I have often thought that Mr. Smallwood’s economic understanding was unduly influenced by the example of the pharaohs (John Crosbie might argue the influence extended to Joey’s style of government). If a project was massive, grand, monumental, it had intrinsic appeal. And jobs. These twin allures may explain, in part, why the deal wasn’t closely examined as to benefits after the project went on stream. Or at least as closely as any project should, that once it was up and running was under a ninety-nine-year contract.
No one dreamed then of OPEC, or escalating oil prices. “Energy crisis” hadn’t entered the lexicon. No one, at least on the Newfoundland front, glanced a few decades down the road to insert a clause in the power contract that might allow for some flexibility in the selling price of Labrador power, should the world demand for energy alter over the near century of its term.
The rest is history, and from the Newfoundland side of the equation, miserable history at that. Mr. Smallwood got to cut ribbons, hobnob with the wealthy and powerful, and see himself as a true titan of Newfoundland’s economic development. He got, as well, the lengthy and frequent pleasure of retelling his story of the meetings with Sir Winston and the Rothschilds. Mr. Smallwood was his own Homer.

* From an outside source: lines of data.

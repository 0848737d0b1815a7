///! Persistent record of past requests and awards
///!
///! A request row is written for every query that produced a result set;
///! award rows are tied to the request that found them. The redundancy
///! filter reads this history back grouped by route leg.

mod json;
mod memory;

pub use json::JsonStore;
pub use memory::MemoryStore;

use chrono::{DateTime, NaiveDate, Utc};
use serde::{Deserialize, Serialize};
use std::collections::HashMap;

use award_common::{Award, Cabin, Query, RouteKey, Segment};

use crate::engine::SearchResults;
use crate::error::StorageError;

pub type RequestId = u64;

/// One executed search query.
#[derive(Debug, Clone, Serialize, Deserialize)]
pub struct StoredRequest {
    pub id: RequestId,
    pub engine: String,
    pub partners: bool,
    pub from_city: String,
    pub to_city: String,
    pub depart_date: NaiveDate,
    pub return_date: Option<NaiveDate>,
    pub cabin: Cabin,
    pub quantity: u32,
    pub received_at: DateTime<Utc>,
}

/// One persisted award, immutable once written.
#[derive(Debug, Clone, Serialize, Deserialize)]
pub struct StoredAward {
    pub request_id: RequestId,
    pub engine: String,
    pub partner: bool,
    pub from_city: String,
    pub to_city: String,
    pub date: NaiveDate,
    pub cabin: Cabin,
    pub mixed: bool,
    pub quantity: u32,
    pub fares: Vec<String>,
    pub mileage: Option<u32>,
    pub segments: Vec<Segment>,
}

impl StoredAward {
    pub fn from_award(request_id: RequestId, award: &Award) -> Self {
        Self {
            request_id,
            engine: award.engine.clone(),
            partner: award.partner,
            from_city: award.from_city.clone(),
            to_city: award.to_city.clone(),
            date: award.date,
            cabin: award.cabin,
            mixed: award.mixed,
            quantity: award.quantity,
            fares: award.fares.clone(),
            mileage: award.mileage,
            segments: award.segments.clone(),
        }
    }

    /// A search that ran and found nothing bookable.
    pub fn confirmed_empty(&self) -> bool {
        !self.segments.is_empty() && self.fares.is_empty()
    }
}

/// Prior request issued for a route leg.
#[derive(Debug, Clone, Copy, PartialEq, Eq)]
pub struct RequestRecord {
    pub quantity: u32,
}

/// Prior award recorded for a route leg.
#[derive(Debug, Clone, PartialEq, Eq)]
pub struct AwardRecord {
    pub quantity: u32,
    pub has_segments: bool,
    pub fares: Vec<String>,
}

impl AwardRecord {
    pub fn confirmed_empty(&self) -> bool {
        self.has_segments && self.fares.is_empty()
    }
}

/// Everything previously recorded for one route leg.
#[derive(Debug, Clone, Default)]
pub struct RouteHistory {
    pub requests: Vec<RequestRecord>,
    pub awards: Vec<AwardRecord>,
}

pub trait Storage {
    /// Look up prior requests and awards relevant to a query, grouped by
    /// directional route leg. Pure read.
    fn find(&self, query: &Query) -> Result<HashMap<RouteKey, RouteHistory>, StorageError>;

    fn save_request(&mut self, results: &SearchResults) -> Result<RequestId, StorageError>;

    fn save_awards(&mut self, request_id: RequestId, awards: &[Award]) -> Result<(), StorageError>;

    fn close(&mut self) -> Result<(), StorageError>;
}

/// Same engine/cabin/partners scope, either direction of the query's route.
fn matches_scope(query: &Query, engine: &str, cabin: Cabin, partners: bool) -> bool {
    engine == query.engine && cabin == query.cabin && partners == query.partners
}

fn matches_route(query: &Query, from: &str, to: &str) -> bool {
    (from == query.from_city && to == query.to_city)
        || (from == query.to_city && to == query.from_city)
}

/// Group stored rows by route leg for one query. Shared by every store
/// implementation so redundancy semantics cannot drift between them.
pub(crate) fn build_route_map(
    query: &Query,
    requests: &[StoredRequest],
    awards: &[StoredAward],
) -> HashMap<RouteKey, RouteHistory> {
    let mut map: HashMap<RouteKey, RouteHistory> = HashMap::new();

    for request in requests {
        if !matches_scope(query, &request.engine, request.cabin, request.partners)
            || !matches_route(query, &request.from_city, &request.to_city)
        {
            continue;
        }
        // A round-trip request answers both of its legs.
        let record = RequestRecord {
            quantity: request.quantity,
        };
        map.entry(RouteKey {
            from_city: request.from_city.clone(),
            to_city: request.to_city.clone(),
            date: request.depart_date,
        })
        .or_default()
        .requests
        .push(record);
        if let Some(return_date) = request.return_date {
            map.entry(RouteKey {
                from_city: request.to_city.clone(),
                to_city: request.from_city.clone(),
                date: return_date,
            })
            .or_default()
            .requests
            .push(record);
        }
    }

    for award in awards {
        // Awards are not filtered by the partner flag: a confirmed-empty
        // record answers the leg regardless of which carriers flew it.
        if award.engine != query.engine
            || award.cabin != query.cabin
            || !matches_route(query, &award.from_city, &award.to_city)
        {
            continue;
        }
        map.entry(RouteKey {
            from_city: award.from_city.clone(),
            to_city: award.to_city.clone(),
            date: award.date,
        })
        .or_default()
        .awards
        .push(AwardRecord {
            quantity: award.quantity,
            has_segments: !award.segments.is_empty(),
            fares: award.fares.clone(),
        });
    }

    map
}
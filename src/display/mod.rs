use anyhow::Result;
use serde::Serialize;

use crate::selection::SelectionRect;

/// A physical display the overlay can be attached to. `name` is the key the
/// remembered area is stored under.
#[derive(Debug, Clone, PartialEq, Serialize)]
pub struct DisplayInfo {
    pub id: u32,
    pub name: String,
    pub x: i32,
    pub y: i32,
    pub width: u32,
    pub height: u32,
    pub is_primary: bool,
}

impl DisplayInfo {
    /// The display's own surface, in display-local coordinates.
    pub fn local_frame(&self) -> SelectionRect {
        SelectionRect::new(0.0, 0.0, self.width as f64, self.height as f64)
    }

    /// Converts a display-local (y-up) area to desktop coordinates, which are
    /// y-down with the origin at the top-left of the primary display.
    pub fn to_global(&self, area: &SelectionRect) -> SelectionRect {
        let top = self.height as f64 - area.max_y();
        SelectionRect::new(
            self.x as f64 + area.x,
            self.y as f64 + top,
            area.width,
            area.height,
        )
    }
}

pub fn list_displays() -> Result<Vec<DisplayInfo>> {
    let screens = xcap::Monitor::all()?;
    let displays: Vec<DisplayInfo> = screens
        .into_iter()
        .map(|s| DisplayInfo {
            id: s.id(),
            name: s.name().to_string(),
            x: s.x(),
            y: s.y(),
            width: s.width(),
            height: s.height(),
            is_primary: s.is_primary(),
        })
        .collect();
    Ok(displays)
}

/// Display named `preferred`, else the primary display, else the first one.
pub fn choose_display(displays: &[DisplayInfo], preferred: Option<&str>) -> Option<DisplayInfo> {
    if let Some(name) = preferred {
        if let Some(found) = displays.iter().find(|d| d.name == name) {
            return Some(found.clone());
        }
        tracing::warn!("Display {:?} not found, using primary display", name);
    }
    displays
        .iter()
        .find(|d| d.is_primary)
        .or_else(|| displays.first())
        .cloned()
}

Churchill Falls was the first big project. There would be others, and a truly mixed record they have. Remember Come-by-Chance: By the time offshore oil loomed on the economic
and political horizon, it occurred to Newfoundlanders that this was probably the last one. Mines, paper mills, petrochemical complexes—they had all in succession been shrouded in the promise that this one would be the one development that would unshackle Newfoundland from its economic chains. The dependence on the fishery, and mainly the fishery, which was always a mixed and frequently tragic mainstay, would finally be broken.
Well, all the world knows the Churchill Falls deal now as a very poor trade. A lot of labourers went to Labrador when the project was in construction, but the gold of Churchill Falls has been a shower into the Quebec treasury ever since, and will be for decades more. And all the other big-ticket items were either a mess from the start (Come-by-Chance) or never really delivered on their promise.
It is grandly ironic that, at least from Mr. Smallwood’s day, the search for economic development was always conceived as something to supplement or counterpoise the historic Newfoundland fishery. Never to replace it. That was unthinkable. The fishery would always be there but it would never on its own be enough to draw Newfoundland into its full potential, keep young Newfoundlanders home, and offer anything like real economic parity with the mainland.
But fate, or careless management, which in Newfound-land’s case is fate’s twin, intervened, and the fishery died. This was an arrow to the heart. The province has been reeling ever since. Its faith in its own future, in the best of
times a tenuous, anxious emotion, has been very nearly exploded altogether.
No wonder, then, that on the question of the offshore, on the disposition of its revenues, and on the issues of equalization and “clawback formulas,” the citizens of Newfoundland and Labrador are exercised as they rarely have been. It’s very much The Last Chance syndrome. The offshore is seen, almost by one and all, as our last chance to secure an economic viability—the last great project that might rescue Newfoundland from five hundred years of just hanging on.
In the long shadow of the collapse of the fishery, this is not just another routine Ottawa-versus-St.-John’s conflict. For my crowd, it’s the moment of truth.